2015 - 2017 Despina Sevasti: "Is your figure less than Greek? Is your mouth a little weak? When you open it to speak, are you smart?"

| tag: Arnhem

Despina's 20 minute presentation for Maelstrom Slow Dance - DAI's 3 day graduation lectures marathon, June 2017

Affinity

"Is your figure less than Greek? Is your mouth a little weak? When you open it to speak, are you smart?"

Summary

Despina Sevasti confidently appears on stage in a fluffy dinosaur costume. Unphased by her costume or the audience’s reaction to it, she begins to give the lecture she had carefully prepared with visual aides and notes, adopting the role of a teacher in control of the class, and alternatively as a non-authoritative figure speaking from a personal perspective. This comical lecture performance makes use of a number of visual and musical tropes. The jazz classic, “My Funny Valentine”, Greek art education, the classical human forms of “Norma” and “Norman”. Despina connects with the audience personally, bringing in her own experience as a teacher to think through the problems of institution together. “I asked my students why do they think it is that 99% of studio teachers at the ASFA are male while 65% of students are female. Most people stayed silent. I felt silly, I felt like a fool. Some people muttered that it was weird. I couldn’t tell if they meant my question or the situation in the ASFA. I asked them why female art teachers are as rare as pink dinosaurs. Some people said that maybe this happens because men are just better painters.” Despina’s performance lecture brings specific and overwhelming aspects of contemporary art practice and its political relevance to the fore - connecting what happens in Greek art education (where she has been occupied for much of her professional life -15 years- as a teacher) to the troubling project of nation-making. At the end of the lecture, Despina transforms from a confident lecturer to a person sitting alone on the floor, back to the audience, singing a melancholy song, “My Funny Valentine.”

Ray Brassier began by remarking that he was puzzled by the title “Affinity” and was not sure what it meant here. In general, he found the lecture performance “both engaging and depressing when hearing about the history.” He complimented Despina on a “very beautifully well-thought out, staged, articulated, and performed” piece. Still trying to work out the reason for the song “My Funny Valentine” to be in this piece, Brassier noted his interest in the contrast between the 1950’s Time magazine advertisements Despina presented and the Greek Communist leader, Aris Velouchiotis, she talked about. He would like to hear more about the relationship between these two (the communist attempt and failure to liberate Greece from Fascism in 1945) and the way the Communists and leftists were forced to participate in these re-education programs (also learning Greek culture, reconstructing the Parthenon, etc). Overall, he was interested in hearing more about the Communist status in Greece. “Is it simply a matter of representation or inclusiveness?” 
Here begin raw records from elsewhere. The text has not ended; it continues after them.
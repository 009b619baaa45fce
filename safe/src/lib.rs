//! Run background work behind a panic boundary and report every fault.
//!
//! This crate provides three layers, each built on the one before it:
//!
//! * [run] (and the lower-level [catch]) executes an operation on the calling thread and turns
//!   any panic it raises into a [Panic] value carrying the original payload and a backtrace.
//! * [go] (or [Dispatcher::go]) executes an operation on a new thread. A panic is passed to the
//!   registered handler (see [set_panic_handler]) or, if there is none, logged with `tracing`.
//!   A panic raised by the handler itself is logged and dropped.
//! * [Group] launches many fallible operations on their own threads and waits for all of them,
//!   returning the first error (or recovered panic) it observed.
//!
//! # Example
//!
//! ```rust
//! use guardrail_safe::{run, Panic};
//!
//! #[derive(Debug, thiserror::Error)]
//! enum Error {
//!     #[error("not found")]
//!     NotFound,
//!     #[error(transparent)]
//!     Panic(#[from] Panic),
//! }
//!
//! let err = run(|| -> Result<(), Error> { panic!("unhandled error") }).unwrap_err();
//! assert_eq!(err.to_string(), "panic: unhandled error");
//!
//! let err = run(|| -> Result<(), Error> { Err(Error::NotFound) }).unwrap_err();
//! assert!(matches!(err, Error::NotFound));
//! ```
//!
//! # Fault Model
//!
//! Panics are intercepted by unwinding. A binary built with `panic = "abort"` terminates at the
//! panic site regardless of any boundary.

mod dispatch;
pub use dispatch::{clear_panic_handler, go, set_panic_handler, Dispatcher, Handler};
mod group;
pub use group::Group;
mod panic;
pub use panic::{catch, run, Panic};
Gabi Ngcobo observed that Despina had found a way of ending on a light note about a matter that is not laughable. “This way of undoing history by exiting the place in order to go back to it with more clarity shows how we can’t trust history but we can use it to read the present.” She thoroughly enjoyed Despina’s presence on stage, especially her use of gestures to indicate doubt.

Remarking that this performance lecture was one the first ones to use humor, Bassam el Baroni said that he appreciated the archival approach to the information Despina brought to light and that it made him want to know more. Reflecting on the idea that the “main object of desire is the transformation of the art school”, he asked why this institution is so fossilized and how that happens. It “always begins with nation making. Institutional fossilization begins in its development to reflect a nation-state apparatus and then is unable to unpack itself from its allegiance to the original ideology and it becomes a relic in action.” El Baroni could relate to this. Looking at “how documenta as an institution doesn’t touch the actual situation in the art academy, institutions, etc. doesn’t come close.” He praised Despina for her strong articulation of these ideas. “Digging into ideas of myth-making and nation-making using the question of ‘what is an art school’ - can be generative of many interesting ideas.”

Rachel O’Reilly praised Despina on her choice of materials for presentation. She was “extremely entertained and moved by editorial work that went into the combination of performance genres.” Also, the “sensitivity to the congealment of narratives and fascist synchronization came through.” She continued by saying that she thought Despina was incredibly diplomatic in how she had selected a glimpse of the ongoing structures of corruption. “This is a work of endurance, laughing when the only option is to cry.”